内定者を、無賃金でそのような採用活動に関わらせることは、まだ雇用契約を結んでいない、未就労な状態では、かなりグレーなものではあります。ただ、企業としては、お金をかけずに優秀な社員を採用しやすくなり、内定者としても就職後のキャリアを考えると積極的に関与しようとする人もいるでしょうから、大学のキャンパス内では、こういった内定者による非公式でのリクルーティング活動が行われているのを見る機会があるのではないでしょうか。

 

topisyuもかつては採用担当をしており、その時には意識的に内定者を新卒採用に関与させるようにしていました。(後輩のリクルーティングに限らず、どうしたらもっと学生にリーチしやすくなるかのヒアリング含む) その背景には、優秀な人間を楽に引っ張ってこようという以外に、もう一つ表向きには語らない意図がありました。

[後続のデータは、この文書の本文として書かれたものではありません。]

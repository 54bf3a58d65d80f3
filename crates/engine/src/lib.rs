//! Keep an ephemeral workspace directory in sync with an object store
//! prefix.
//!
//! The entry point is [`WorkspaceSync`]: [`pull()`](WorkspaceSync::pull)
//! before doing local work, [`push()`](WorkspaceSync::push) afterwards.

mod content_type;
pub mod error;
mod hash;
mod options;
mod progress;
mod result;
mod scheduler;
mod snapshot;
mod sync;

pub use crate::content_type::{ContentTypeResolver, DEFAULT_CONTENT_TYPE};
pub use crate::error::Operation;
pub use crate::hash::md5_hex;
pub use crate::options::{DEFAULT_REGION, SyncOptions, SyncTarget};
pub use crate::progress::{ProgressFn, SyncPhase, SyncProgress};
pub use crate::result::{FileError, FileErrorKind, SyncResult};
pub use crate::scheduler::{DEFAULT_DOWNLOAD_CONCURRENCY, DEFAULT_UPLOAD_CONCURRENCY, Outcome, TransferScheduler};
pub use crate::snapshot::{HashSnapshot, SnapshotEntry};
pub use crate::sync::{CONTENT_MD5_METADATA, WorkspaceSync};
//! S3-compatible object store.
//!
//! This module provides an [`ObjectStore`] implementation for S3-compatible
//! services including AWS S3, MinIO and others.
//!
//! # Credentials
//!
//! Credentials are provided explicitly. On serverless compute the runtime
//! exports `AWS_ACCESS_KEY_ID`, `AWS_SECRET_ACCESS_KEY` and
//! `AWS_SESSION_TOKEN`; the configuration layer reads those and hands them
//! over as [`S3Credentials`].

use crate::backend::{Metadata, RemoteObjectStream};
use crate::error::{ErrorKind, Result};
use crate::models::{ETag, RemoteObject};
use crate::ObjectStore;
use async_stream::stream;
use async_trait::async_trait;
use aws_sdk_s3::{
    Client,
    config::{BehaviorVersion, Credentials, Region, retry::RetryConfig},
    error::DisplayErrorContext,
    primitives::{ByteStream, DateTime},
    types::Object,
};
use exn::{OptionExt, ResultExt};
use std::path::PathBuf;
use std::sync::Arc;
use time::OffsetDateTime;
use tokio::sync::{OwnedSemaphorePermit, Semaphore};

/// Generous default for concurrent S3 requests per client. The sync engine
/// applies its own, smaller, per-operation limits on top of this.
const DEFAULT_CONCURRENT_REQUESTS: usize = 100;

/// Static or session credentials for an S3 client.
#[derive(Clone)]
pub struct S3Credentials {
    pub key_id: String,
    pub key_secret: String,
    pub session_token: Option<String>,
}
impl std::fmt::Debug for S3Credentials {
    fn fmt(&self, f: &mut std::fmt::Formatter<'_>) -> std::fmt::Result {
        f.debug_struct("S3Credentials")
            .field("key_id", &self.key_id)
            .field("key_secret", &"<redacted>")
            .field("session_token", &self.session_token.as_ref().map(|_| "<redacted>"))
            .finish()
    }
}

/// S3-compatible object store.
///
/// # Examples
///
/// ```no_run
/// use wsync_storage::backend::{S3Backend, S3Credentials};
///
/// let backend = S3Backend::new(
///     "workspaces",
///     "eu-west-1",
///     None,
///     S3Credentials {
///         key_id: "access_key_id".to_string(),
///         key_secret: "secret_access_key".to_string(),
///         session_token: None,
///     },
/// );
/// ```
#[derive(Debug, Clone)]
pub struct S3Backend {
    name: String,
    client: Client,
    /// Rate limiter for concurrent S3 requests.
    rate_limiter: Arc<Semaphore>,
}

impl S3Backend {
    /// Create a new S3 object store.
    ///
    /// # Arguments
    /// * `name` - A name for this store (used in logging)
    /// * `region` - Region, already resolved by the caller
    /// * `endpoint` - Custom endpoint URL for S3-compatible services
    /// * `credentials` - Access key, secret and optional session token
    pub fn new(
        name: impl Into<String>,
        region: impl Into<String>,
        endpoint: Option<String>,
        credentials: S3Credentials,
    ) -> Self {
        let region = Region::new(region.into());
        let credentials = Credentials::new(
            credentials.key_id,
            credentials.key_secret,
            credentials.session_token,
            None,
            "wsync-config",
        );
        let mut config_builder = aws_sdk_s3::Config::builder()
            .behavior_version(BehaviorVersion::latest())
            .credentials_provider(credentials)
            .region(region)
            // Configure retry policy with exponential backoff (1 initial + 3 retries)
            .retry_config(RetryConfig::standard().with_max_attempts(4));
        // Use path-style addressing for better compatibility with
        // S3-compatible services (MinIO, etc.)
        if let Some(endpoint_url) = endpoint {
            config_builder = config_builder.endpoint_url(endpoint_url).force_path_style(true);
        }
        Self::from_client(name, Client::from_conf(config_builder.build()))
    }

    /// Wrap an already configured client.
    pub fn from_client(name: impl Into<String>, client: Client) -> Self {
        Self {
            name: name.into(),
            client,
            rate_limiter: Arc::new(Semaphore::new(DEFAULT_CONCURRENT_REQUESTS)),
        }
    }

    /// Acquire a rate limiter permit before making an S3 API call.
    async fn acquire_permit(&self) -> Result<OwnedSemaphorePermit> {
        self.rate_limiter
            .clone()
            .acquire_owned()
            .await
            .or_raise(|| ErrorKind::BackendError("S3 rate limiter closed".to_string()))
    }

    /// Convert AWS DateTime to OffsetDateTime.
    fn parse_datetime(dt: &DateTime) -> Result<OffsetDateTime> {
        OffsetDateTime::from_unix_timestamp_nanos(dt.as_nanos())
            .or_raise(|| ErrorKind::BackendError("S3 datetime out of range".to_string()))
    }

    fn remote_object(object: &Object) -> Result<RemoteObject> {
        let key = object.key().ok_or_raise(|| ErrorKind::BackendError("S3 listed an object without a key".to_string()))?;
        let size = u64::try_from(object.size().unwrap_or(0))
            .or_raise(|| ErrorKind::BackendError(format!("S3 listed a negative size for `{key}`")))?;
        let etag = ETag::parse(object.e_tag().unwrap_or_default());
        let last_modified = match object.last_modified() {
            Some(dt) => Self::parse_datetime(dt)?,
            None => OffsetDateTime::UNIX_EPOCH,
        };
        Ok(RemoteObject::new(key, size, etag, last_modified))
    }
}

#[async_trait]
impl ObjectStore for S3Backend {
    fn name(&self) -> &str {
        &self.name
    }

    fn list_stream<'a>(&'a self, bucket: &'a str, prefix: &'a str) -> RemoteObjectStream<'a> {
        Box::pin(stream! {
            let mut pages = self.client.list_objects_v2().bucket(bucket).prefix(prefix).into_paginator().send();
            loop {
                let _permit = match self.acquire_permit().await {
                    Ok(permit) => permit,
                    Err(e) => { yield Err(e); return; },
                };
                let page = match pages.next().await {
                    Some(Ok(page)) => page,
                    Some(Err(e)) => {
                        let message = format!("listing s3://{bucket}/{prefix}: {}", DisplayErrorContext(&e));
                        yield Err(exn::Exn::from(ErrorKind::Network(message)));
                        return;
                    },
                    None => break,
                };
                tracing::trace!(store = %self.name, bucket, prefix, objects = page.contents().len(), "Listed S3 page");
                for object in page.contents() {
                    yield Self::remote_object(object);
                }
            }
        })
    }

    async fn get(&self, bucket: &str, key: &str) -> Result<Vec<u8>> {
        let _permit = self.acquire_permit().await?;
        let output = match self.client.get_object().bucket(bucket).key(key).send().await {
            Ok(output) => output,
            Err(e) if e.as_service_error().is_some_and(|se| se.is_no_such_key()) => {
                exn::bail!(ErrorKind::NotFound(PathBuf::from(key)))
            },
            Err(e) => exn::bail!(ErrorKind::Network(format!("get s3://{bucket}/{key}: {}", DisplayErrorContext(&e)))),
        };
        let body = output
            .body
            .collect()
            .await
            .or_raise(|| ErrorKind::Network(format!("reading body of s3://{bucket}/{key}")))?;
        Ok(body.into_bytes().to_vec())
    }

    async fn put(&self, bucket: &str, key: &str, data: Vec<u8>, content_type: &str, metadata: &Metadata) -> Result<()> {
        let _permit = self.acquire_permit().await?;
        let size = data.len();
        self.client
            .put_object()
            .bucket(bucket)
            .key(key)
            .content_type(content_type)
            .set_metadata((!metadata.is_empty()).then(|| metadata.clone()))
            .body(ByteStream::from(data))
            .send()
            .await
            .map_err(|e| ErrorKind::Network(format!("put s3://{bucket}/{key}: {}", DisplayErrorContext(&e))))?;
        tracing::trace!(store = %self.name, bucket, key, size, "Uploaded S3 object");
        Ok(())
    }
}
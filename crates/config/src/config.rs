use crate::error::{ErrorKind, Result};
use directories::ProjectDirs;
use exn::{OptionExt, ResultExt};
use figment::Figment;
use figment::providers::{Env, Format, Json, Serialized, Toml, Yaml};
use serde::{Deserialize, Serialize};
use std::fmt::{Display, Formatter, Result as FmtResult};
use std::path::{Path, PathBuf};
use std::sync::Arc;
use wsync_engine::{DEFAULT_DOWNLOAD_CONCURRENCY, DEFAULT_UPLOAD_CONCURRENCY, SyncOptions, SyncTarget};
use wsync_storage::StoreHandle;
use wsync_storage::backend::{S3Backend, S3Credentials};

/// Prefix of the environment variables that override every other source.
pub const ENV_PREFIX: &str = "WSYNC_";

/// Standard AWS variables, mapped onto the settings of the same name.
const AWS_ENV: &[&str] = &["AWS_REGION", "AWS_ACCESS_KEY_ID", "AWS_SECRET_ACCESS_KEY", "AWS_SESSION_TOKEN"];

/// `config.toml` in the platform config directory, e.g.
/// `~/.config/wsync/config.toml` on Linux.
pub fn default_config_path() -> Option<PathBuf> {
    ProjectDirs::from("", "", "wsync").map(|dirs| dirs.config_dir().join("config.toml"))
}

/// Everything needed to build a [`WorkspaceSync`](wsync_engine::WorkspaceSync)
/// and the S3 store behind it.
///
/// Credentials are never serialized, so they cannot leak into a printed or
/// saved configuration.
#[derive(Debug, Clone, PartialEq, Eq, Serialize, Deserialize)]
#[serde(default)]
pub struct Config {
    pub bucket: Option<String>,
    pub prefix: Option<String>,
    pub workspace_dir: Option<PathBuf>,
    pub region: Option<String>,
    /// Custom endpoint for S3-compatible services (MinIO, etc.)
    pub endpoint: Option<String>,
    pub download_concurrency: usize,
    pub upload_concurrency: usize,
    pub ignore_patterns: Vec<String>,
    #[serde(skip_serializing)]
    pub access_key_id: Option<String>,
    #[serde(skip_serializing)]
    pub secret_access_key: Option<String>,
    #[serde(skip_serializing)]
    pub session_token: Option<String>,
}

impl Default for Config {
    fn default() -> Self {
        Self {
            bucket: None,
            prefix: None,
            workspace_dir: None,
            region: None,
            endpoint: None,
            download_concurrency: DEFAULT_DOWNLOAD_CONCURRENCY,
            upload_concurrency: DEFAULT_UPLOAD_CONCURRENCY,
            ignore_patterns: Vec::new(),
            access_key_id: None,
            secret_access_key: None,
            session_token: None,
        }
    }
}

impl Config {
    /// Load from every source. An explicit `path` must exist; the default
    /// path is skipped when there is no file there.
    pub fn load(path: Option<&Path>) -> Result<Self> {
        Self::from_figment(Self::figment(path)?)
    }

    /// The layered sources, without extracting them.
    pub fn figment(path: Option<&Path>) -> Result<Figment> {
        let mut figment = Figment::from(Serialized::defaults(Config::default()));
        match path {
            Some(path) => {
                if !path.is_file() {
                    exn::bail!(ErrorKind::NotFound(path.to_path_buf()));
                }
                figment = figment.merge(file_provider(path)?);
            },
            None => {
                if let Some(path) = default_config_path()
                    && path.is_file()
                {
                    tracing::debug!(path = %path.display(), "Using default config file");
                    figment = figment.merge(file_provider(&path)?);
                }
            },
        }
        Ok(figment
            .merge(Env::raw().only(&["AWS_DEFAULT_REGION"]).map(|_| "region".into()))
            .merge(
                Env::raw()
                    .only(AWS_ENV)
                    .map(|key| key.as_str().to_ascii_lowercase().trim_start_matches("aws_").to_string().into()),
            )
            .merge(Env::prefixed(ENV_PREFIX)))
    }

    pub fn from_figment(figment: Figment) -> Result<Self> {
        figment.extract().or_raise(|| ErrorKind::Invalid)
    }

    /// Engine options, validated the same way
    /// [`WorkspaceSync::new()`](wsync_engine::WorkspaceSync::new) will.
    pub fn sync_options(&self) -> Result<SyncOptions> {
        let bucket = self.bucket.clone().ok_or_raise(|| ErrorKind::Missing("bucket"))?;
        let prefix = self.prefix.clone().ok_or_raise(|| ErrorKind::Missing("prefix"))?;
        let workspace_dir = self.workspace_dir.clone().ok_or_raise(|| ErrorKind::Missing("workspace_dir"))?;
        let mut options = SyncOptions::new(bucket, prefix, workspace_dir)
            .download_concurrency(self.download_concurrency)
            .upload_concurrency(self.upload_concurrency)
            .ignore_patterns(self.ignore_patterns.iter().cloned());
        if let Some(region) = &self.region {
            options = options.region(region.clone());
        }
        options.target().or_raise(|| ErrorKind::Engine)?;
        Ok(options)
    }

    /// An S3 client for the configured endpoint, in the region `target`
    /// resolved.
    pub fn object_store(&self, target: &SyncTarget) -> Result<StoreHandle> {
        let credentials = S3Credentials {
            key_id: self.access_key_id.clone().ok_or_raise(|| ErrorKind::Missing("access_key_id"))?,
            key_secret: self.secret_access_key.clone().ok_or_raise(|| ErrorKind::Missing("secret_access_key"))?,
            session_token: self.session_token.clone(),
        };
        Ok(Arc::new(S3Backend::new("s3", target.region(), self.endpoint.clone(), credentials)))
    }
}

/// Human-readable dump with credentials reduced to whether they are set.
impl Display for Config {
    fn fmt(&self, f: &mut Formatter<'_>) -> FmtResult {
        fn opt<T: Display>(value: Option<T>) -> String {
            value.map_or_else(|| "<unset>".to_string(), |v| v.to_string())
        }
        fn secret(value: Option<&String>) -> &'static str {
            if value.is_some() { "<set>" } else { "<unset>" }
        }
        writeln!(f, "bucket = {}", opt(self.bucket.as_ref()))?;
        writeln!(f, "prefix = {}", opt(self.prefix.as_ref()))?;
        writeln!(f, "workspace_dir = {}", opt(self.workspace_dir.as_ref().map(|p| p.display())))?;
        writeln!(f, "region = {}", opt(self.region.as_ref()))?;
        writeln!(f, "endpoint = {}", opt(self.endpoint.as_ref()))?;
        writeln!(f, "download_concurrency = {}", self.download_concurrency)?;
        writeln!(f, "upload_concurrency = {}", self.upload_concurrency)?;
        writeln!(f, "ignore_patterns = [{}]", self.ignore_patterns.join(", "))?;
        writeln!(f, "access_key_id = {}", secret(self.access_key_id.as_ref()))?;
        writeln!(f, "secret_access_key = {}", secret(self.secret_access_key.as_ref()))?;
        write!(f, "session_token = {}", secret(self.session_token.as_ref()))
    }
}

fn file_provider(path: &Path) -> Result<Figment> {
    let extension = path.extension().and_then(|ext| ext.to_str()).map(str::to_lowercase);
    let figment = Figment::new();
    Ok(match extension.as_deref() {
        Some("toml") => figment.merge(Toml::file(path)),
        Some("yaml" | "yml") => figment.merge(Yaml::file(path)),
        Some("json") => figment.merge(Json::file(path)),
        _ => exn::bail!(ErrorKind::Format(path.to_path_buf())),
    })
}
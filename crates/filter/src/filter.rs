//! Compiled ignore rules.
//!
//! Rules are gitignore patterns evaluated in order, later rules overriding
//! earlier ones: built-in defaults first, then the workspace's `.syncignore`,
//! then whatever the caller passes in.

use crate::error::{ErrorKind, Result};
use crate::rules::{IgnoreRule, RuleSource};
use exn::ResultExt;
use ignore::gitignore::{Gitignore, GitignoreBuilder};
use std::path::Path;

/// Name of the per-workspace ignore file, looked up in the workspace root.
pub const SYNCIGNORE_FILE: &str = ".syncignore";

/// Patterns every workspace ignores unless a later rule re-includes them.
pub const DEFAULT_PATTERNS: &[&str] = &[
    ".DS_Store",
    "Thumbs.db",
    "node_modules/",
    "dist/",
    "*.log",
    ".git/",
    "__pycache__/",
    "*.swp",
    "*.tmp",
];

/// A precompiled ignore matcher.
///
/// Paths are always relative to the workspace root, and use `/` separators.
///
/// # Examples
///
/// ```
/// use std::path::Path;
/// use wsync_filter::{DEFAULT_PATTERNS, IgnoreFilter};
///
/// let filter = IgnoreFilter::compile(DEFAULT_PATTERNS, Some("secrets/\n"), ["!keep.log"]).unwrap();
/// assert!(filter.is_ignored(Path::new("debug.log"), false));
/// assert!(!filter.is_ignored(Path::new("keep.log"), false));
/// assert!(filter.is_ignored_or_parents(Path::new("secrets/api.key"), false));
/// assert!(!filter.is_ignored_or_parents(Path::new("src/main.rs"), false));
/// ```
#[derive(Debug, Clone)]
pub struct IgnoreFilter {
    matcher: Gitignore,
    rules: Vec<IgnoreRule>,
}

impl IgnoreFilter {
    /// Compile built-in defaults, the contents of a `.syncignore` file and
    /// caller patterns, in that order.
    ///
    /// # Errors
    ///
    /// Returns [`InvalidPattern`](ErrorKind::InvalidPattern) naming the first
    /// pattern that fails to compile and where it came from.
    pub fn compile<I, S>(defaults: &[&str], syncignore: Option<&str>, caller_patterns: I) -> Result<Self>
    where
        I: IntoIterator<Item = S>,
        S: AsRef<str>,
    {
        let defaults = defaults.iter().filter_map(|line| IgnoreRule::parse(line, RuleSource::Defaults));
        let file = syncignore
            .into_iter()
            .flat_map(str::lines)
            .enumerate()
            .filter_map(|(index, line)| IgnoreRule::parse(line, RuleSource::SyncIgnore { line: index + 1 }));
        let caller: Vec<IgnoreRule> = caller_patterns
            .into_iter()
            .filter_map(|line| IgnoreRule::parse(line.as_ref(), RuleSource::Caller))
            .collect();
        let rules: Vec<IgnoreRule> = defaults.chain(file).chain(caller).collect();

        let mut builder = GitignoreBuilder::new(".");
        for rule in &rules {
            builder.add_line(None, &rule.pattern).or_raise(|| ErrorKind::InvalidPattern {
                pattern: rule.pattern.clone(),
                origin: rule.source.to_string(),
            })?;
        }
        let matcher = builder.build().or_raise(|| ErrorKind::Build)?;
        tracing::debug!(rules = rules.len(), "Compiled ignore rules");
        Ok(Self { matcher, rules })
    }

    /// Compile [`DEFAULT_PATTERNS`], `<workspace_dir>/.syncignore` (if it
    /// exists) and caller patterns.
    pub fn load<I, S>(workspace_dir: impl AsRef<Path>, caller_patterns: I) -> Result<Self>
    where
        I: IntoIterator<Item = S>,
        S: AsRef<str>,
    {
        let path = workspace_dir.as_ref().join(SYNCIGNORE_FILE);
        let contents = match std::fs::read_to_string(&path) {
            Ok(contents) => Some(contents),
            Err(e) if e.kind() == std::io::ErrorKind::NotFound => None,
            Err(e) => return Err(e).or_raise(|| ErrorKind::Read(path)),
        };
        if contents.is_some() {
            tracing::debug!(path = %path.display(), "Loaded ignore file");
        }
        Self::compile(DEFAULT_PATTERNS, contents.as_deref(), caller_patterns)
    }

    /// Whether `path` itself matches. Meant for tree walks, where an ignored
    /// directory is never descended into and so its contents never reach
    /// this check.
    pub fn is_ignored(&self, path: &Path, is_dir: bool) -> bool {
        self.matcher.matched(path, is_dir).is_ignore()
    }

    /// Whether `path` or any of its ancestor directories matches. Meant for
    /// paths that did not come from a walk, such as remote keys.
    ///
    /// Gives the same answer a walk would: a file under an ignored directory
    /// stays ignored even when a later rule re-includes the file itself.
    pub fn is_ignored_or_parents(&self, path: &Path, is_dir: bool) -> bool {
        let ancestor_ignored = path
            .ancestors()
            .skip(1)
            .filter(|dir| !dir.as_os_str().is_empty() && !(dir.has_root() && dir.parent().is_none()))
            .any(|dir| self.is_ignored(dir, true));
        ancestor_ignored || self.is_ignored(path, is_dir)
    }

    /// The compiled rules, in evaluation order.
    pub fn rules(&self) -> &[IgnoreRule] {
        &self.rules
    }
}
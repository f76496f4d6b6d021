//! XDG Base Directory compliant path resolution.
//!
//! Every directory is resolved through a two-level fallback:
//! 1. codebox-specific env var (CODEBOX_CONFIG_DIR, etc.)
//! 2. XDG platform default via `etcetera` (~/.config, ~/.local/share)
//!
//! All paths are absolute. Relative paths from env vars are ignored per
//! the XDG spec.

use anyhow::Result;
use std::path::PathBuf;

/// Resolved directory paths for the whole application.
///
/// Created once at startup and threaded through `Config`.
#[derive(Debug, Clone, Default)]
pub struct Paths {
    /// Config directory: config.toml lives here
    pub config_dir: PathBuf,

    /// Data directory root
    pub data_dir: PathBuf,

    /// Root under which per-execution workspaces are created.
    /// May be overridden independently via CODEBOX_WORKSPACE_ROOT.
    pub workspace_root: PathBuf,
}

impl Paths {
    /// Resolve all paths using real environment variables.
    pub fn resolve() -> Result<Self> {
        Self::resolve_with_env(|key| std::env::var(key))
    }

    /// Resolve paths with a custom env var lookup (for testing).
    pub fn resolve_with_env<F>(env_fn: F) -> Result<Self>
    where
        F: Fn(&str) -> std::result::Result<String, std::env::VarError>,
    {
        use etcetera::BaseStrategy;

        let strategy = etcetera::choose_base_strategy()
            .map_err(|e| anyhow::anyhow!("failed to determine base directories: {}", e))?;

        let config_dir = env_or(&env_fn, "CODEBOX_CONFIG_DIR", || {
            strategy.config_dir().join("codebox")
        });

        let data_dir = env_or(&env_fn, "CODEBOX_DATA_DIR", || {
            strategy.data_dir().join("codebox")
        });

        let workspace_root = env_or(&env_fn, "CODEBOX_WORKSPACE_ROOT", || {
            data_dir.join("workspace")
        });

        Ok(Self {
            config_dir,
            data_dir,
            workspace_root,
        })
    }

    pub fn ensure_dirs(&self) -> Result<()> {
        std::fs::create_dir_all(&self.config_dir)?;
        std::fs::create_dir_all(&self.data_dir)?;
        std::fs::create_dir_all(&self.workspace_root)?;
        Ok(())
    }

    /// Config file: config_dir/config.toml
    pub fn config_file(&self) -> PathBuf {
        self.config_dir.join("config.toml")
    }
}

/// Env var override if set and absolute, otherwise the default.
fn env_or<F, D>(env_fn: &F, key: &str, default: D) -> PathBuf
where
    F: Fn(&str) -> std::result::Result<String, std::env::VarError>,
    D: FnOnce() -> PathBuf,
{
    if let Ok(value) = env_fn(key) {
        let path = PathBuf::from(shellexpand::tilde(&value).to_string());
        if path.is_absolute() {
            return path;
        }
    }
    default()
}
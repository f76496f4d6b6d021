use anyhow::{Context, Result};
use std::path::{Path, PathBuf};
use std::time::{Duration, Instant};
use tokio::process::Command;
use tracing::debug;

use super::language::{Language, find_in_path};
use super::outcome::{ExecutionRequest, ExecutionResult, FailureKind};
use super::spawn::{ProcessCapture, run_with_deadline};
use super::workspace::Workspace;
use crate::config::ExecutorConfig;

/// Runs one untrusted snippet per call inside a single-use workspace.
///
/// Stateless and cheap to clone; callers hold a reference and share it
/// across concurrent requests. Every call gets its own workspace and its
/// own child process, so calls never observe or interfere with one
/// another.
#[derive(Debug, Clone)]
pub struct CodeExecutor {
    pub(crate) workspace_root: PathBuf,
    pub(crate) deadline: Duration,
    pub(crate) max_output_bytes: usize,
    pub(crate) blocked_commands: Vec<String>,
}

impl CodeExecutor {
    /// Build an executor rooted at `workspace_root`, creating the root if
    /// needed. Root creation failure is the one error surfaced to the
    /// caller; everything after construction is reported inside
    /// `ExecutionResult`.
    pub fn new(workspace_root: impl Into<PathBuf>, config: &ExecutorConfig) -> Result<Self> {
        let workspace_root = workspace_root.into();
        std::fs::create_dir_all(&workspace_root).with_context(|| {
            format!(
                "failed to create workspace root {}",
                workspace_root.display()
            )
        })?;
        Ok(Self {
            workspace_root,
            deadline: Duration::from_secs(config.timeout_secs),
            max_output_bytes: config.max_output_bytes as usize,
            blocked_commands: config.blocked_commands.clone(),
        })
    }

    /// Override the wall-clock deadline.
    pub fn with_deadline(mut self, deadline: Duration) -> Self {
        self.deadline = deadline;
        self
    }

    pub fn workspace_root(&self) -> &Path {
        &self.workspace_root
    }

    /// Run one snippet to completion or forced termination.
    ///
    /// Never panics or returns an error for expected conditions; every
    /// outcome — unknown language, missing interpreter, timeout, non-zero
    /// exit, setup failure — is a tagged `ExecutionResult`. Exactly one
    /// process is spawned per call, and the workspace is removed before
    /// this returns, on every path.
    ///
    /// Isolation is workspace scoping plus time and output bounds only:
    /// there is no seccomp, namespace, or chroot containment here.
    /// Callers that need security isolation against a hostile snippet
    /// must add OS-level containment around this executor.
    pub async fn execute(&self, request: &ExecutionRequest) -> ExecutionResult {
        let started = Instant::now();

        // Unknown language: reject before any side effect.
        let Some(language) = Language::parse(&request.language) else {
            debug!(language = %request.language, "unsupported language");
            return ExecutionResult::failure(
                FailureKind::UnsupportedLanguage,
                Some(format!("unsupported language: {:?}", request.language)),
                started.elapsed(),
            );
        };
        let spec = language.spec();

        if spec.probe_before_spawn && find_in_path(spec.interpreter).is_none() {
            return ExecutionResult::failure(
                FailureKind::SpawnError,
                Some(format!(
                    "{} not found on PATH; install it to run {} snippets",
                    spec.interpreter, spec.name
                )),
                started.elapsed(),
            );
        }

        let workspace = match Workspace::create(&self.workspace_root, request.caller.as_deref()) {
            Ok(ws) => ws,
            Err(e) => {
                return ExecutionResult::failure(
                    FailureKind::Internal,
                    Some(format!("failed to create workspace: {}", e)),
                    started.elapsed(),
                );
            }
        };

        let filename = match &request.filename {
            Some(name) => name.clone(),
            None => format!("main{}", spec.extension),
        };
        let source_file =
            match workspace.write_source(&filename, &request.source_text, spec.needs_exec_bit) {
                Ok(path) => path,
                Err(e) => {
                    return ExecutionResult::failure(
                        FailureKind::Internal,
                        Some(format!("failed to write source file: {}", e)),
                        started.elapsed(),
                    );
                }
            };

        debug!(
            language = spec.key,
            workspace = %workspace.path().display(),
            "spawning {}",
            spec.interpreter
        );

        let mut command = Command::new(spec.interpreter);
        command.arg(&source_file).current_dir(workspace.path());

        match run_with_deadline(command, self.deadline, self.max_output_bytes).await {
            Ok(capture) => self.finish(capture, started.elapsed()),
            Err(e) => ExecutionResult::failure(
                FailureKind::SpawnError,
                Some(format!("failed to spawn {}: {}", spec.interpreter, e)),
                started.elapsed(),
            ),
        }
        // workspace dropped here: removed on success, failure, and timeout alike
    }

    pub(crate) fn finish(&self, capture: ProcessCapture, wall: Duration) -> ExecutionResult {
        let (failure_kind, diagnostic) = if capture.timed_out {
            (
                FailureKind::Timeout,
                Some(format!(
                    "execution exceeded the {}ms deadline and was killed",
                    self.deadline.as_millis()
                )),
            )
        } else {
            (FailureKind::None, None)
        };

        ExecutionResult {
            succeeded: !capture.timed_out && capture.exit_code == Some(0),
            stdout: String::from_utf8_lossy(&capture.stdout.bytes).into_owned(),
            stderr: String::from_utf8_lossy(&capture.stderr.bytes).into_owned(),
            exit_code: capture.exit_code,
            failure_kind,
            wall_time_seconds: wall.as_secs_f64(),
            diagnostic,
            stdout_truncated: capture.stdout.truncated,
            stderr_truncated: capture.stderr.truncated,
        }
    }
}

稲盛和夫の哲学―人は何のために生きるのか (PHP文庫)

※意識高い感じにするためにカタカナ語が多いのでそういうのが嫌いな方はそっ閉じを推奨します。

 

会社の理解を深め、ロイヤリティを高める

それは、内定者の会社へのロイヤリティ(忠誠心)を高めるという意図です。採用を担当する人間としては、優秀な人間を獲得する以外に、その人間をいかにリテンション(維持、引き留め)するかも考えます。お金をかけて広報し、忙しい中つまらないESに目を通し、面接して、(場合によっては紹介会社にお金を払った上で)すぐに退職されてしまっては、元も子もありません。

 

金銭的な対価や権限を増やすことは確かに従業員を引き留めすることに有効な手段ではありますが、いかに会社への忠誠心や帰属心を高めるかも同時に考えることになります。ジャンプスキーの原田雅彦選手は高い忠誠心からプロにならず雪印乳業に勤めています。

 

個人としては、会社への忠誠心や帰属心は皆無だとしても、ミッションとしては、従業員の忠誠心や帰属心を高めるというのがありますから、自分が採用に関わった人間が高い忠誠心でもって、会社に貢献し続けて欲しいという考えはあるわけです。

 

その一環として、内定者に新卒採用への関与があります。(若手の関与も同じ効果があります。)

 

仕組みはサークル勧誘や宗教勧誘と同じ

やっていることは、大学のサークル勧誘や宗教勧誘と同じです。勧誘活動をしている人間がどこまで意識的かは分かりませんが、宗教では特に、ヒエラルキーの下部にいる、入信したばかりの信者に、駅前や訪問によって勧誘活動をさせているかと思います。

 

勧誘プロセスで良い結果を出すには、まずは自分が所属している母体についてしっかりした理解があり、かつセールポイントを上手く伝えなければなりません。勧誘をするために勧誘者は自主的に勉強するようになります。人を説得するために覚えた文句で、知らず知らずのうちに自らを説得するようになります。(実際にはその母体のセールスポイントは、若手であることもあり十分に享受できていないにも関わらず)

 

また、実際に勧誘活動をしていると、苦労と、成功した時の喜びがあります。成功は、上位者による「よく頑張ったね」で大丈夫です。上位者からの高評価を得ることで、人間は、苦労を苦労としているだけでは耐えられないので、苦労がその人の中では『いい思い出』といった成功体験に変換されます。

 

更に、仮にその勧誘活動で入った人間がいると、自分の成功体験を崩さないために、その人間にもっと自分の母体を知ってもらいたい、辞めないでもらいたいと、積極的に関わろうとします。連鎖ができます。

 

同じことが、内定者の採用活動への関与で期待できるわけです。

 

 

締め

 

『踊る阿呆に見る阿呆、同じ阿呆なら踊らにゃ損損』という言葉があります。確かに、巻き込まれて一緒にやった方が楽しい。でも、気付いたら何かに取り込まれていることもあります。

 

組織体への忠誠心を持つことはそこで生きていく上では楽になることになっても、時には、その忠誠心を上手く使われて対価を抑えられることもあります。新卒採用に限らず、組織自体を、忠誠心が高くなるように作り変えている会社もありますので、自分の忠誠心に見合う対価を得られているか、冷静に見極める機会があるといいのではと思います。